[Opening Excerpted data section]
mod frame_allocator;
mod page_table_entry;

pub use frame_allocator::FrameAllocator;
pub use page_table_entry::PageTableEntry;

/// This table maps every page of the logical address space to its frame in physical memory.
/// Each entry represents a map from page ---> frame, valid only while the page is present.
#[derive(Debug, Clone)]
pub struct PageTable<const ENTRIES: usize> {
    entries: Vec<PageTableEntry>,
}

impl<const ENTRIES: usize> PageTable<ENTRIES> {
    pub fn init() -> Self {
        let entries = (0..ENTRIES).map(PageTableEntry::new).collect();
        Self { entries }
    }

    pub fn entry(&self, page_number: usize) -> &PageTableEntry {
        &self.entries[page_number]
    }

    pub fn is_resident(&self, page_number: usize) -> bool {
        self.entries[page_number].present
    }

    /// Frame holding `page_number`, if the page is resident.
    pub fn frame_of(&self, page_number: usize) -> Option<usize> {
        let entry = &self.entries[page_number];
        entry.present.then_some(entry.frame_number)
    }

    pub fn map_and_mark(&mut self, page_number: usize, frame_number: usize) {
        self.entries[page_number].map_to_frame(frame_number);
    }

    pub fn mark_used(&mut self, page_number: usize) {
        self.entries[page_number].used = true;
    }

    pub fn evict(&mut self, page_number: usize) {
        self.entries[page_number].present = false;
    }

    /// Resident page owning `frame_number`.
    pub fn find_by_frame(&self, frame_number: usize) -> Option<usize> {
        self.entries
            .iter()
            .find(|entry| entry.present && entry.frame_number == frame_number)
            .map(|entry| entry.page_number)
    }

    /// Clock approximation of LRU: the first resident page whose used bit is
    /// clear. When every resident page has been used, all used bits are
    /// cleared and the scan runs once more.
    pub fn find_victim_lru(&mut self) -> Option<usize> {
        if let Some(page_number) = self.first_unused_resident() {
            return Some(page_number);
        }
        for entry in self.entries.iter_mut() {
            entry.used = false;
        }
        self.first_unused_resident()
    }

    fn first_unused_resident(&self) -> Option<usize> {
        self.entries
            .iter()
            .find(|entry| entry.present && !entry.used)
            .map(|entry| entry.page_number)
    }

    pub fn resident_count(&self) -> usize {
        self.entries.iter().filter(|entry| entry.present).count()
    }

    pub fn iter(&self) -> std::slice::Iter<'_, PageTableEntry> {
        self.entries.iter()
    }
}
use std::path::PathBuf;

use mmu::{ReplacementPolicy, DEFAULT_FRAMES, PAGE_TABLE_SIZE};

use crate::error::SimulationError;

pub const DEFAULT_ADDRESSES: &str = "addresses.txt";
pub const DEFAULT_ORACLE: &str = "correct.txt";
pub const DEFAULT_BACKING_STORE: &str = "BACKING_STORE.bin";
pub const DEFAULT_COUNT: usize = 1000;

/// Everything a run needs, fixed before the first address is translated.
#[derive(Debug, Clone, PartialEq, Eq)]
pub struct Config {
    pub addresses: PathBuf,
    pub oracle: PathBuf,
    pub backing_store: PathBuf,
    pub frames: usize,
    pub policy: ReplacementPolicy,
    /// Number of records to process; both input streams must hold at least this many.
    pub count: usize,
    /// Print one trace line per translated address.
    pub trace: bool,
}

impl Default for Config {
    fn default() -> Self {
        Config {
            addresses: PathBuf::from(DEFAULT_ADDRESSES),
            oracle: PathBuf::from(DEFAULT_ORACLE),
            backing_store: PathBuf::from(DEFAULT_BACKING_STORE),
            frames: DEFAULT_FRAMES,
            policy: ReplacementPolicy::Fifo,
            count: DEFAULT_COUNT,
            trace: true,
        }
    }
}

impl Config {
    pub fn validate(&self) -> Result<(), SimulationError> {
        if self.frames == 0 || self.frames > PAGE_TABLE_SIZE {
            return Err(SimulationError::InvalidConfig(format!(
                "frames must be between 1 and {}, got {}",
                PAGE_TABLE_SIZE, self.frames
            )));
        }
        if self.count == 0 {
            return Err(SimulationError::InvalidConfig(
                "count must be at least 1".to_owned(),
            ));
        }
        Ok(())
    }

    /// The oracle's physical addresses assume one frame per page, so they
    /// only hold when replacement can never happen.
    pub fn checks_physical(&self) -> bool {
        self.frames == PAGE_TABLE_SIZE
    }
}
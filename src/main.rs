use std::{io, path::PathBuf, process};

use clap::Parser;
use mmu::ReplacementPolicy;
use virtual_memory::{config, Config};

#[derive(Parser, Debug)]
#[command(name = "virtual_memory")]
#[command(about = "Translates logical addresses through a TLB and page table, checking each against an oracle")]
struct Args {
    /// Logical address stream, one decimal address per record
    #[arg(long, default_value = config::DEFAULT_ADDRESSES)]
    addresses: PathBuf,

    /// Expected results ("Virtual address: V Physical address: P Value: X")
    #[arg(long, default_value = config::DEFAULT_ORACLE)]
    oracle: PathBuf,

    /// Flat image holding every page of the address space
    #[arg(long, default_value = config::DEFAULT_BACKING_STORE)]
    backing_store: PathBuf,

    /// Physical frames available (256 disables replacement)
    #[arg(long, default_value_t = mmu::DEFAULT_FRAMES)]
    frames: usize,

    /// Page replacement policy once all frames are in use (fifo or lru)
    #[arg(long, default_value_t = ReplacementPolicy::Fifo)]
    policy: ReplacementPolicy,

    /// Number of records to translate
    #[arg(long, default_value_t = config::DEFAULT_COUNT)]
    count: usize,

    /// Only print the summary
    #[arg(long, short)]
    quiet: bool,
}

impl From<Args> for Config {
    fn from(args: Args) -> Self {
        Config {
            addresses: args.addresses,
            oracle: args.oracle,
            backing_store: args.backing_store,
            frames: args.frames,
            policy: args.policy,
            count: args.count,
            trace: !args.quiet,
        }
    }
}

fn main() {
    env_logger::init();
    let config = Config::from(Args::parse());

    let stdout = io::stdout();
    match virtual_memory::run(&config, &mut stdout.lock()) {
        Ok(report) if report.passed() => {}
        Ok(_) => process::exit(1),
        Err(e) => {
            let code = e.exit_code();
            eprintln!("Error: {:#}", anyhow::Error::new(e));
            process::exit(code);
        }
    }
}
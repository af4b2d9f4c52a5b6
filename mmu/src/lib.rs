//! Paging memory-management unit: splits logical addresses, caches
//! translations in a TLB, tracks residency in a page table and loads pages
//! from a backing store into a bounded pool of frames on demand.

pub mod address;
pub mod page_table;
pub mod replacement;
pub mod stats;
pub mod tlb;
pub mod translator;

pub use page_table::{FrameAllocator, PageTable, PageTableEntry};
pub use replacement::{Eviction, ReplacementPolicy};
pub use stats::Stats;
pub use tlb::Tlb;
pub use translator::{BackingStore, Outcome, Translation, TranslationError, Translator};

/// Bytes per page, and per frame.
pub const FRAME_SIZE: usize = 256;
/// One entry per page number a 16-bit address can name.
pub const PAGE_TABLE_SIZE: usize = 256;
pub const TLB_SIZE: usize = 16;
pub const BACKING_STORE_SIZE: usize = PAGE_TABLE_SIZE * FRAME_SIZE;
pub const DEFAULT_FRAMES: usize = 128;

pub type BackingStoreDisk = disk::Disk<FRAME_SIZE, BACKING_STORE_SIZE>;
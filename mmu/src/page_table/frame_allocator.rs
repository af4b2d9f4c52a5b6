/// Hands out frames in order 0, 1, 2, ... until every frame has been used once.
///
/// The cursor keeps cycling after that through [`FrameAllocator::rotate`], which
/// is how FIFO replacement picks the frame to reclaim.
#[derive(Debug, Clone)]
pub struct FrameAllocator {
    frames: usize,
    cursor: usize,
    full: bool,
}

impl FrameAllocator {
    pub fn new(frames: usize) -> Self {
        Self {
            frames,
            cursor: 0,
            full: frames == 0,
        }
    }

    pub fn is_full(&self) -> bool {
        self.full
    }

    /// How many distinct frames have been handed out so far.
    pub fn used(&self) -> usize {
        if self.full {
            self.frames
        } else {
            self.cursor
        }
    }

    /// Next never-used frame, or `None` once the pool is exhausted.
    pub fn allocate(&mut self) -> Option<usize> {
        if self.full {
            return None;
        }
        let frame = self.cursor;
        self.cursor += 1;
        if self.cursor == self.frames {
            self.full = true;
        }
        Some(frame)
    }

    /// Advances the cursor, wrapping to 0 when it has passed the last frame.
    pub fn rotate(&mut self) -> usize {
        if self.cursor >= self.frames {
            self.cursor = 0;
        }
        let frame = self.cursor;
        self.cursor += 1;
        frame
    }
}
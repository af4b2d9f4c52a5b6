use std::{fmt, io};

use disk::DiskError;
use mmu::TranslationError;

/// The three input files of a run.
#[derive(Debug, Clone, Copy, PartialEq, Eq)]
pub enum Artifact {
    Addresses,
    Oracle,
    BackingStore,
}

impl fmt::Display for Artifact {
    fn fmt(&self, f: &mut fmt::Formatter<'_>) -> fmt::Result {
        f.write_str(match self {
            Artifact::Addresses => "address stream",
            Artifact::Oracle => "oracle",
            Artifact::BackingStore => "backing store",
        })
    }
}

#[derive(Debug)]
pub enum OpenError {
    Io(io::Error),
    Disk(DiskError),
}

impl fmt::Display for OpenError {
    fn fmt(&self, f: &mut fmt::Formatter<'_>) -> fmt::Result {
        match self {
            OpenError::Io(e) => write!(f, "{}", e),
            OpenError::Disk(e) => write!(f, "{}", e),
        }
    }
}

impl std::error::Error for OpenError {
    fn source(&self) -> Option<&(dyn std::error::Error + 'static)> {
        match self {
            OpenError::Io(e) => e.source(),
            OpenError::Disk(e) => e.source(),
        }
    }
}

#[derive(Debug)]
pub enum SimulationError {
    /// An input could not be opened. Raised before any record is processed.
    Configuration {
        artifact: Artifact,
        path: String,
        source: OpenError,
    },
    InvalidConfig(String),
    /// An input stream ran out before `expected` records were read.
    EndOfInput {
        artifact: Artifact,
        index: usize,
        expected: usize,
    },
    Parse {
        artifact: Artifact,
        index: usize,
        token: String,
    },
    Read {
        artifact: Artifact,
        index: usize,
        source: io::Error,
    },
    Translation {
        index: usize,
        source: TranslationError,
    },
    Output(io::Error),
}

impl SimulationError {
    pub fn exit_code(&self) -> i32 {
        match self {
            SimulationError::Configuration { artifact, .. } => match artifact {
                Artifact::Addresses => 2,
                Artifact::Oracle => 3,
                Artifact::BackingStore => 4,
            },
            SimulationError::EndOfInput { .. }
            | SimulationError::Parse { .. }
            | SimulationError::Read { .. } => 5,
            SimulationError::InvalidConfig(_) => 64,
            SimulationError::Translation { .. } => 70,
            SimulationError::Output(_) => 74,
        }
    }
}

impl fmt::Display for SimulationError {
    fn fmt(&self, f: &mut fmt::Formatter<'_>) -> fmt::Result {
        match self {
            SimulationError::Configuration { artifact, path, .. } => {
                write!(f, "could not open {} '{}'", artifact, path)
            }
            SimulationError::InvalidConfig(msg) => write!(f, "invalid configuration: {}", msg),
            SimulationError::EndOfInput {
                artifact,
                index,
                expected,
            } => write!(
                f,
                "insufficient input: {} ended at record #{} of {}",
                artifact, index, expected
            ),
            SimulationError::Parse {
                artifact,
                index,
                token,
            } => write!(
                f,
                "{} record #{}: expected a number, found '{}'",
                artifact, index, token
            ),
            SimulationError::Read {
                artifact, index, ..
            } => write!(f, "failed reading {} at record #{}", artifact, index),
            SimulationError::Translation { index, .. } => {
                write!(f, "translation of record #{} failed", index)
            }
            SimulationError::Output(_) => write!(f, "failed writing output"),
        }
    }
}

impl std::error::Error for SimulationError {
    fn source(&self) -> Option<&(dyn std::error::Error + 'static)> {
        match self {
            SimulationError::Configuration { source, .. } => Some(source),
            SimulationError::Read { source, .. } => Some(source),
            SimulationError::Translation { source, .. } => Some(source),
            SimulationError::Output(e) => Some(e),
            _ => None,
        }
    }
}
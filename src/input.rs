use std::{
    collections::VecDeque,
    fs::File,
    io::{self, BufRead, BufReader},
    path::Path,
};

use mmu::address::ADDRESS_MASK;

use crate::error::{Artifact, OpenError, SimulationError};

/// Whitespace separated tokens read lazily, line by line.
struct Tokens<R> {
    reader: R,
    pending: VecDeque<String>,
}

impl<R: BufRead> Tokens<R> {
    fn new(reader: R) -> Self {
        Self {
            reader,
            pending: VecDeque::new(),
        }
    }

    fn next_token(&mut self) -> io::Result<Option<String>> {
        while self.pending.is_empty() {
            let mut line = String::new();
            if self.reader.read_line(&mut line)? == 0 {
                return Ok(None);
            }
            self.pending
                .extend(line.split_whitespace().map(str::to_owned));
        }
        Ok(self.pending.pop_front())
    }
}

fn open(artifact: Artifact, path: &Path) -> Result<BufReader<File>, SimulationError> {
    File::open(path)
        .map(BufReader::new)
        .map_err(|e| SimulationError::Configuration {
            artifact,
            path: path.display().to_string(),
            source: OpenError::Io(e),
        })
}

/// Reads one token of record `index`, failing with `EndOfInput` when the stream is dry.
fn expect_token<R: BufRead>(
    tokens: &mut Tokens<R>,
    artifact: Artifact,
    index: usize,
    expected: usize,
) -> Result<String, SimulationError> {
    tokens
        .next_token()
        .map_err(|source| SimulationError::Read {
            artifact,
            index,
            source,
        })?
        .ok_or(SimulationError::EndOfInput {
            artifact,
            index,
            expected,
        })
}

fn parse_number<T: std::str::FromStr>(
    token: String,
    artifact: Artifact,
    index: usize,
) -> Result<T, SimulationError> {
    token.parse().map_err(|_| SimulationError::Parse {
        artifact,
        index,
        token,
    })
}

/// The logical address stream: one decimal address per record.
pub struct AddressReader<R> {
    tokens: Tokens<R>,
    expected: usize,
}

impl<R: BufRead> AddressReader<R> {
    /// `expected` is the record count the run needs; it is only used in error reports.
    pub fn new(reader: R, expected: usize) -> Self {
        Self {
            tokens: Tokens::new(reader),
            expected,
        }
    }

    /// Next logical address, masked to 16 bits.
    pub fn next_address(&mut self, index: usize) -> Result<u32, SimulationError> {
        let token = expect_token(&mut self.tokens, Artifact::Addresses, index, self.expected)?;
        let address: u64 = parse_number(token, Artifact::Addresses, index)?;
        Ok((address & ADDRESS_MASK as u64) as u32)
    }
}

pub fn open_addresses(
    path: &Path,
    expected: usize,
) -> Result<AddressReader<BufReader<File>>, SimulationError> {
    Ok(AddressReader::new(open(Artifact::Addresses, path)?, expected))
}

/// One line of the oracle: what the translation of the matching address must produce.
#[derive(Debug, Clone, Copy, PartialEq, Eq)]
pub struct OracleRecord {
    pub virtual_address: u32,
    pub physical_address: u32,
    pub value: i8,
}

/// Tokens per oracle record: `Virtual address: V Physical address: P Value: X`.
const ORACLE_TOKENS: usize = 8;
const VIRTUAL_FIELD: usize = 2;
const PHYSICAL_FIELD: usize = 5;
const VALUE_FIELD: usize = 7;

/// Expected results, read by field position. The label tokens are skipped unchecked.
pub struct OracleReader<R> {
    tokens: Tokens<R>,
    expected: usize,
}

impl<R: BufRead> OracleReader<R> {
    pub fn new(reader: R, expected: usize) -> Self {
        Self {
            tokens: Tokens::new(reader),
            expected,
        }
    }

    pub fn next_record(&mut self, index: usize) -> Result<OracleRecord, SimulationError> {
        let mut fields = Vec::with_capacity(ORACLE_TOKENS);
        for _ in 0..ORACLE_TOKENS {
            fields.push(expect_token(
                &mut self.tokens,
                Artifact::Oracle,
                index,
                self.expected,
            )?);
        }
        let mut take = |i: usize| std::mem::take(&mut fields[i]);

        Ok(OracleRecord {
            virtual_address: parse_number(take(VIRTUAL_FIELD), Artifact::Oracle, index)?,
            physical_address: parse_number(take(PHYSICAL_FIELD), Artifact::Oracle, index)?,
            value: parse_number(take(VALUE_FIELD), Artifact::Oracle, index)?,
        })
    }
}

pub fn open_oracle(
    path: &Path,
    expected: usize,
) -> Result<OracleReader<BufReader<File>>, SimulationError> {
    Ok(OracleReader::new(open(Artifact::Oracle, path)?, expected))
}
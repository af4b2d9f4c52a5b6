use std::{fmt, str::FromStr};

use crate::page_table::{FrameAllocator, PageTable};

/// Victim selection strategy, chosen once before translation starts.
#[derive(Debug, Clone, Copy, PartialEq, Eq, Default)]
pub enum ReplacementPolicy {
    /// Reclaim frames in allocation order by wrapping the frame cursor.
    #[default]
    Fifo,
    /// Reclaim the frame of a page whose used bit is clear (clock approximation).
    Lru,
}

/// Frame to reuse, and the resident page that has to give it up.
#[derive(Debug, Clone, Copy, PartialEq, Eq)]
pub struct Eviction {
    pub frame: usize,
    pub victim: Option<usize>,
}

impl ReplacementPolicy {
    /// Picks the frame for a faulting page once every frame has been handed out.
    ///
    /// Only chooses; the caller evicts the victim. Returns `None` when LRU
    /// finds no resident page at all.
    pub fn select<const ENTRIES: usize>(
        &self,
        page_table: &mut PageTable<ENTRIES>,
        frames: &mut FrameAllocator,
    ) -> Option<Eviction> {
        match self {
            ReplacementPolicy::Fifo => {
                let frame = frames.rotate();
                Some(Eviction {
                    frame,
                    victim: page_table.find_by_frame(frame),
                })
            }
            ReplacementPolicy::Lru => {
                let victim = page_table.find_victim_lru()?;
                let frame = page_table.frame_of(victim)?;
                Some(Eviction {
                    frame,
                    victim: Some(victim),
                })
            }
        }
    }

    pub fn as_str(&self) -> &'static str {
        match self {
            ReplacementPolicy::Fifo => "fifo",
            ReplacementPolicy::Lru => "lru",
        }
    }
}

impl fmt::Display for ReplacementPolicy {
    fn fmt(&self, f: &mut fmt::Formatter<'_>) -> fmt::Result {
        f.write_str(self.as_str())
    }
}

impl FromStr for ReplacementPolicy {
    type Err = String;

    fn from_str(s: &str) -> Result<Self, Self::Err> {
        match s.to_ascii_lowercase().as_str() {
            "fifo" => Ok(ReplacementPolicy::Fifo),
            "lru" => Ok(ReplacementPolicy::Lru),
            other => Err(format!("unknown replacement policy '{}'", other)),
        }
    }
}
[Closing Excerpted data section]
Only lines holding the word "trace" are wanted here; copy each from the listing.

# Written answer
    /// Print one trace line per translated address.
    pub trace: bool,
            trace: true,
            trace: !args.quiet,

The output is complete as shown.